Plaintext that is known to be monotonically increasing value with many constant bits may be vulnerable to various attacks. As it happens, Xorshift64* is bijective, which means that it can also be used to mix the bits in a 64-bit value, and its sequence (starting from any nonzero 64-bit value) acts like a counter with full 2⁶⁴-1 period. Cryptographically, each plaintext being unique suffices; statistical randomness is not needed here.
(Note: That explains why I use Xorshift64* so often. The full one I use for a fast, 64-bit nonzero most-bits-change-every-step counter, although the sequence is predictable. The high 32-40 bits I use as a verified statistically random (but not cryptographically secure) PRNG.)
This means that one quite valid implementation for random 64-bit words in QNEthernet would be
C:
typedef struct {
uint32_t key[4]; // Key; for example, entropy buffer
uint64_t prng; // Xorshift64* state, nonzero
uint16_t crounds; // SipHash C rounds, typically 2; 4 recommended for security
uint16_t drounds; // SipHash D rounds, typically 4; 8 recommended for security
} sprng;
#define SPRNG_INIT { .key = { 0, 0, 0, 0 }, .prng = 1, .crounds = 4, .drounds = 8 }
static inline void spring_init(sprng *ctx) {
if (ctx) {
ctx->key[0] = 0; // TODO: Initialise from entropy pool
ctx->key[1] = 0; // TODO: Initialise from entropy pool
ctx->key[2] = 0; // TODO: Initialise from entropy pool
ctx->key[3] = 0; // TODO: Initialise from entropy pool
ctx->prng = 1; // Nonzero; initializing from entropy pool would be better
ctx->crounds = 4;
ctx->drounds = 8;
}
}
static inline uint64_t sprng_u64(sprng *ctx) {
// Update Xorshift64* state
uint64_t x = ctx->prng;
x ^= x >> 12;
x ^= x << 25;
x ^= x >> 27;
ctx->prng = x;
// Temporary buffer for SipHash use, applying the Xorshift64* mixing step.
uint64_t sh_in[1] = { x * UINT64_C(2685821657736338717) };
return siphash(ctx->crounds, ctx->drounds, ctx->key, sh_in, sizeof sh_in);
}
Even with initial
ctx->key = { 0, 0, 0, 0 } (and
ctx->prng = 1) this will produce a "cryptographically secure random sequence"; it will always just be the same one. So, statistically random, but not cryptographically secure. Its cryptographic security depends on whether
ctx->key is filled with unknown and unpredictable values.
Just like Linux
/dev/urandom, this will always produce a new pseudorandom value. If the key state is unpredictable, the sequence of values will be cryptographically as secure as SipHash is. The longer the sequence without a key change, the higher the risk of a successful attack by a resourceful antagonist.

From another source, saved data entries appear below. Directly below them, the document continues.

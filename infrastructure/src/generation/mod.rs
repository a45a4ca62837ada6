//! Generation adapters implementing the
//! [`GenerationGateway`](critique_application::GenerationGateway) port.

mod command;
#[cfg(feature = "http-generation")]
mod http;

pub use command::CommandGenerationGateway;
#[cfg(feature = "http-generation")]
pub use http::HttpGenerationGateway;

use crate::config::{FileGenerationConfig, GenerationProvider};
use critique_application::{GenerationError, GenerationGateway, NoGeneration};
use std::sync::Arc;

/// Build the gateway selected by the `[generation]` section.
pub fn gateway_from_config(
    config: &FileGenerationConfig,
) -> Result<Arc<dyn GenerationGateway>, GenerationError> {
    match config.provider {
        GenerationProvider::None => Ok(Arc::new(NoGeneration)),
        GenerationProvider::Command => {
            let command = config
                .command
                .as_deref()
                .filter(|c| !c.trim().is_empty())
                .ok_or(GenerationError::NotConfigured)?;
            Ok(Arc::new(CommandGenerationGateway::new(command)))
        }
        GenerationProvider::Http => http_gateway(config),
    }
}

#[cfg(feature = "http-generation")]
fn http_gateway(
    config: &FileGenerationConfig,
) -> Result<Arc<dyn GenerationGateway>, GenerationError> {
    let endpoint = config
        .endpoint
        .as_deref()
        .ok_or(GenerationError::NotConfigured)?;
    let gateway = HttpGenerationGateway::new(endpoint, config.model.as_deref().unwrap_or("default"))?
        .with_api_key(config.api_key())
        .with_max_tokens(config.max_tokens)
        .with_temperature(config.temperature);
    Ok(Arc::new(gateway))
}

#[cfg(not(feature = "http-generation"))]
fn http_gateway(
    _config: &FileGenerationConfig,
) -> Result<Arc<dyn GenerationGateway>, GenerationError> {
    Err(GenerationError::Other(
        "the http provider needs the `http-generation` feature".to_string(),
    ))
}

#[cfg(test)]
mod tests {
    use super::*;

    #[test]
    fn test_none_provider() {
        let gateway = gateway_from_config(&FileGenerationConfig::default()).unwrap();
        assert_eq!(gateway.name(), "none");
    }

    #[test]
    fn test_command_provider_requires_command() {
        let config = FileGenerationConfig {
            provider: GenerationProvider::Command,
            ..Default::default()
        };
        assert_eq!(
            gateway_from_config(&config).err(),
            Some(GenerationError::NotConfigured)
        );

        let config = FileGenerationConfig {
            command: Some("cat".to_string()),
            ..config
        };
        assert_eq!(gateway_from_config(&config).unwrap().name(), "command");
    }
}
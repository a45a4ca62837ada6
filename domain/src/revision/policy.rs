//! Revision loop policy.

use serde::{Deserialize, Serialize};

/// Score at or above which an answer is accepted without revision.
pub const REVISION_QUALITY_THRESHOLD: u8 = 70;

/// Upper bound on generation calls per request.
pub const MAX_ATTEMPTS: usize = 2;

/// Approximate token budget for one revision prompt.
pub const REVISION_TOKEN_BUDGET: usize = 3_000;

/// Controls when the orchestrator revises and how much it may spend.
#[derive(Debug, Clone, PartialEq, Eq, Serialize, Deserialize)]
#[serde(default)]
pub struct RevisionPolicy {
    pub quality_threshold: u8,
    pub max_attempts: usize,
    pub token_budget: usize,
}

impl Default for RevisionPolicy {
    fn default() -> Self {
        Self {
            quality_threshold: REVISION_QUALITY_THRESHOLD,
            max_attempts: MAX_ATTEMPTS,
            token_budget: REVISION_TOKEN_BUDGET,
        }
    }
}

impl RevisionPolicy {
    // ==================== Builder Methods ====================

    pub fn with_quality_threshold(mut self, threshold: u8) -> Self {
        self.quality_threshold = threshold;
        self
    }

    pub fn with_max_attempts(mut self, max: usize) -> Self {
        self.max_attempts = max;
        self
    }

    pub fn with_token_budget(mut self, budget: usize) -> Self {
        self.token_budget = budget;
        self
    }

    /// Policy that never calls the generation collaborator.
    pub fn critique_only() -> Self {
        Self::default().with_max_attempts(0)
    }

    // ==================== Validation ====================

    pub fn validate(&self) -> Vec<String> {
        let mut issues = Vec::new();
        if self.quality_threshold > 100 {
            issues.push(format!(
                "quality_threshold must be at most 100 (got {})",
                self.quality_threshold
            ));
        }
        if self.token_budget < 200 {
            issues.push(format!(
                "token_budget of {} cannot fit the fixed revision instructions",
                self.token_budget
            ));
        }
        issues
    }
}
//! Generation configuration from TOML (`[generation]` section)

use serde::{Deserialize, Serialize};

/// Which generation adapter revises answers.
#[derive(Debug, Clone, Copy, Default, PartialEq, Eq, Serialize, Deserialize)]
#[serde(rename_all = "lowercase")]
pub enum GenerationProvider {
    /// No collaborator; low-scoring answers are returned unrevised
    #[default]
    None,
    /// Run a local command, prompt on stdin, answer on stdout
    Command,
    /// OpenAI-compatible chat-completions endpoint
    Http,
}

#[derive(Debug, Clone, PartialEq, Serialize, Deserialize)]
#[serde(default)]
pub struct FileGenerationConfig {
    pub provider: GenerationProvider,
    /// Shell command for the `command` provider
    pub command: Option<String>,
    /// Chat-completions URL for the `http` provider
    pub endpoint: Option<String>,
    pub model: Option<String>,
    /// Environment variable holding the API key (default: "CRITIQUE_API_KEY").
    pub api_key_env: String,
    pub max_tokens: u32,
    pub temperature: f32,
    /// Limit per generation call; 0 is rejected by validation
    pub timeout_seconds: u64,
}

impl Default for FileGenerationConfig {
    fn default() -> Self {
        Self {
            provider: GenerationProvider::None,
            command: None,
            endpoint: None,
            model: None,
            api_key_env: "CRITIQUE_API_KEY".to_string(),
            max_tokens: 2048,
            temperature: 0.3,
            timeout_seconds: 120,
        }
    }
}

impl FileGenerationConfig {
    /// API key from the configured environment variable, if set and non-empty.
    pub fn api_key(&self) -> Option<String> {
        std::env::var(&self.api_key_env)
            .ok()
            .filter(|k| !k.trim().is_empty())
    }
}
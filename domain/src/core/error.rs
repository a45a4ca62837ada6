//! Domain error types

use thiserror::Error;

/// Domain-level errors
#[derive(Error, Debug, Clone, PartialEq, Eq)]
pub enum DomainError {
    #[error("Invalid revision transition: {from} cannot handle {event}")]
    InvalidTransition { from: String, event: String },
}

/// Errors raised while building a detector.
///
/// Detectors themselves never fail on input text; the only failure point is
/// compiling a rule table (e.g. a custom pattern supplied through config).
#[derive(Error, Debug, Clone, PartialEq, Eq)]
pub enum DetectorError {
    #[error("Invalid pattern for rule '{rule}': {message}")]
    InvalidPattern { rule: String, message: String },

    #[error("Unknown fallacy type: {0}")]
    UnknownFallacyType(String),
}

#[cfg(test)]
mod tests {
    use super::*;

    #[test]
    fn test_invalid_transition_display() {
        let error = DomainError::InvalidTransition {
            from: "accepted".to_string(),
            event: "begin_revision".to_string(),
        };
        assert_eq!(
            error.to_string(),
            "Invalid revision transition: accepted cannot handle begin_revision"
        );
    }
}
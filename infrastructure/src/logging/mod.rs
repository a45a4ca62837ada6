//! Logging infrastructure: structured critique event logging.
//!
//! Provides [`JsonlCritiqueEventLogger`], a JSONL file writer that implements
//! the [`CritiqueEventLogger`](critique_application::CritiqueEventLogger) port.

mod jsonl_logger;

pub use jsonl_logger::JsonlCritiqueEventLogger;
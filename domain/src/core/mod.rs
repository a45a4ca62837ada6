//! Core domain concepts shared across all subdomains.
//!
//! - [`question::Question`]: the user question an answer responds to
//! - [`error::DomainError`]: domain-level errors
//! - [`error::DetectorError`]: rule table construction errors
//! - [`string`]: UTF-8 safe truncation helpers

pub mod error;
pub mod question;
pub mod string;
//! Command-line interface definitions

pub mod commands;
impl<'a, R: Reconciliation> JobRunner<'a, R> {
    pub fn new(
        kind: JobKind,
        reconciliation: &'a R,
        feed: &'a dyn SourceFeed,
        store: &'a dyn OutputStore<R::Output>,
    ) -> Self {
        Self {
            kind,
            reconciliation,
            feed,
            store,
            chunk_size: 200,
            cancel: CancelFlag::new(),
        }
    }

    pub fn with_chunk_size(mut self, chunk_size: usize) -> Self {
        self.chunk_size = chunk_size.max(1);
        self
    }

    pub fn with_cancel(mut self, cancel: CancelFlag) -> Self {
        self.cancel = cancel;
        self
    }

    /// Runs one reconciliation over `window`.
    ///
    /// Only a failure to load existing outputs is returned as an error; fetch
    /// and write failures are reported through the summary status.
    pub async fn run(&self, ctx: RunContext, window: Window) -> Result<RunOutput<R::Output>, StoreError> {
        let span = info_span!("reconcile_run", run_id = %ctx.run_id, job_id = %ctx.job_id);
        self.run_inner(ctx, window).instrument(span).await
    }

    async fn run_inner(&self, ctx: RunContext, window: Window) -> Result<RunOutput<R::Output>, StoreError> {
        let started_at = Utc::now();
        let mut phase = Phase::Idle;
        let mut summary = RunSummary {
            run_id: ctx.run_id,
            job_id: ctx.job_id.clone(),
            kind: self.kind,
            window,
            started_at,
            finished_at: started_at,
            status: RunStatus::Completed,
            chunks_processed: 0,
            chunks_failed: 0,
            folds: FoldStats::default(),
            buckets_touched: 0,
            records_inserted: 0,
            records_updated: 0,
            records_unchanged: 0,
            reminders_suppressed: 0,
            write_failures: 0,
            largest_ledger: 0,
            error: None,
        };

        let existing = self.store.load_existing(&window.load_scope()).await?;
        debug!(loaded = existing.len(), "existing outputs loaded");
        let mut accumulator = Accumulator::<R>::new(existing);

        enter(&mut phase, Phase::Scanning);
        info!(%window, feed = self.feed.name(), chunk_size = self.chunk_size, "scanning");
        match self.feed.open(&window, self.chunk_size).await {
            Ok(mut cursor) => loop {
                if self.cancel.is_cancelled() {
                    break;
                }
                let chunk_no = summary.chunks_processed + summary.chunks_failed;
                match cursor.next_chunk().await {
                    Ok(Some(chunk)) => {
                        info_span!("chunk", chunk_no, records = chunk.len())
                            .in_scope(|| accumulator.fold_chunk(self.reconciliation, &chunk, &ctx));
                        summary.chunks_processed += 1;
                    }
                    Ok(None) => break,
                    Err(err) => {
                        warn!(chunk_no, %err, "skipping chunk that failed to fetch");
                        summary.chunks_failed += 1;
                        summary.error.get_or_insert_with(|| err.to_string());
                    }
                }
            },
            Err(err) => {
                warn!(%err, "could not open source feed");
                summary.chunks_failed += 1;
                summary.error = Some(err.to_string());
            }
        }

        summary.folds = accumulator.stats().clone();
        summary.buckets_touched = accumulator.buckets_touched();
        if summary.folds.skipped_invalid_timestamp + summary.folds.skipped_missing_owner > 0 {
            warn!(
                invalid_timestamp = summary.folds.skipped_invalid_timestamp,
                missing_owner = summary.folds.skipped_missing_owner,
                "records skipped"
            );
        }

        if self.cancel.is_cancelled() {
            summary.status = RunStatus::Cancelled;
            summary.finished_at = Utc::now();
            warn!(chunks_processed = summary.chunks_processed, "run cancelled; nothing written");
            enter(&mut phase, Phase::Idle);
            return Ok(RunOutput {
                summary,
                written: Vec::new(),
            });
        }

        enter(&mut phase, Phase::Finalizing);
        let Closing {
            writes,
            unchanged,
            suppressed,
        } = accumulator.close(self.reconciliation, &ctx);
        summary.records_unchanged = unchanged;
        summary.reminders_suppressed = suppressed;
        summary.largest_ledger = writes.iter().map(OutputRecord::ledger_len).max().unwrap_or(0);
        if summary.largest_ledger > LEDGER_WARN_LEN {
            warn!(
                largest_ledger = summary.largest_ledger,
                limit = LEDGER_WARN_LEN,
                "fold ledger is past its expected size"
            );
        }

        let mut written = Vec::new();
        if !writes.is_empty() {
            let batch = writes.len();
            match self.store.save_all(writes).await {
                Ok(outcome) => {
                    summary.records_inserted = outcome.inserted;
                    summary.records_updated = outcome.updated;
                    written = outcome.records;
                }
                Err(err) => {
                    warn!(%err, batch, "write rejected; nothing persisted");
                    summary.status = RunStatus::WriteFailed;
                    summary.write_failures = batch;
                    summary.error = Some(err.to_string());
                }
            }
        }

        if summary.status == RunStatus::Completed && summary.chunks_failed > 0 {
            summary.status = RunStatus::CompletedWithErrors;
        }
        summary.finished_at = Utc::now();
        enter(&mut phase, Phase::Idle);
        info!(
            status = summary.status.as_str(),
            chunks = summary.chunks_processed,
            folded = summary.folds.records_folded,
            inserted = summary.records_inserted,
            updated = summary.records_updated,
            "run finished"
        );
        Ok(RunOutput { summary, written })
    }
}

Optimally, whenever there is TRNG data or other entropy available, it should be mixed in to the key. The simplest valid mixing procedure is 128-bit unsigned integer addition:
C:
void sprng_add_entropy(sprng *ctx, const uint32_t maybe_random) {
const uint32_t old = ctx->key;
const uint32_t sum = old + maybe_random;
uint32_t tmp[4] = { ctx->key[0], ctx->key[1], ctx->key[2], sum };
if (sum < old || sum < maybe_random[0]) // Carried
if (!(++tmp[2]))
if (!(++tmp[1]))
++tmp[0];
}
Note that such mixing in could be done to statically allocated CSPRNGs in one of the regularly occurring interrupts, triggering HW-TRNG generation at the end, and no active waiting.
Using a cryptographically secure hash function (other than SipHash) to generate the new 128-bit key from the above (i.e., add maybe random data to current 128-bit key, then do an 128-bit hash, and store the result as a new key) would be much, much better, though: it would essentially "destroy" the old key with excellent forward and backward security, when the
maybe_random values applied are not observable by attackers. You don't want to use the same key for too much output, remember! The downside is code size increase, for another hash function. TLS/SSL libraries will already contain useful ones.
Teensy 4.x
7.4. Data coprocessor (page 179) has
many interesting and useful features that would help with all this (including chaining two SPI buses to do AES-128-CTR in hardware), but I don't think NXP is willing to provide the security programming details even under NDA to open source developers.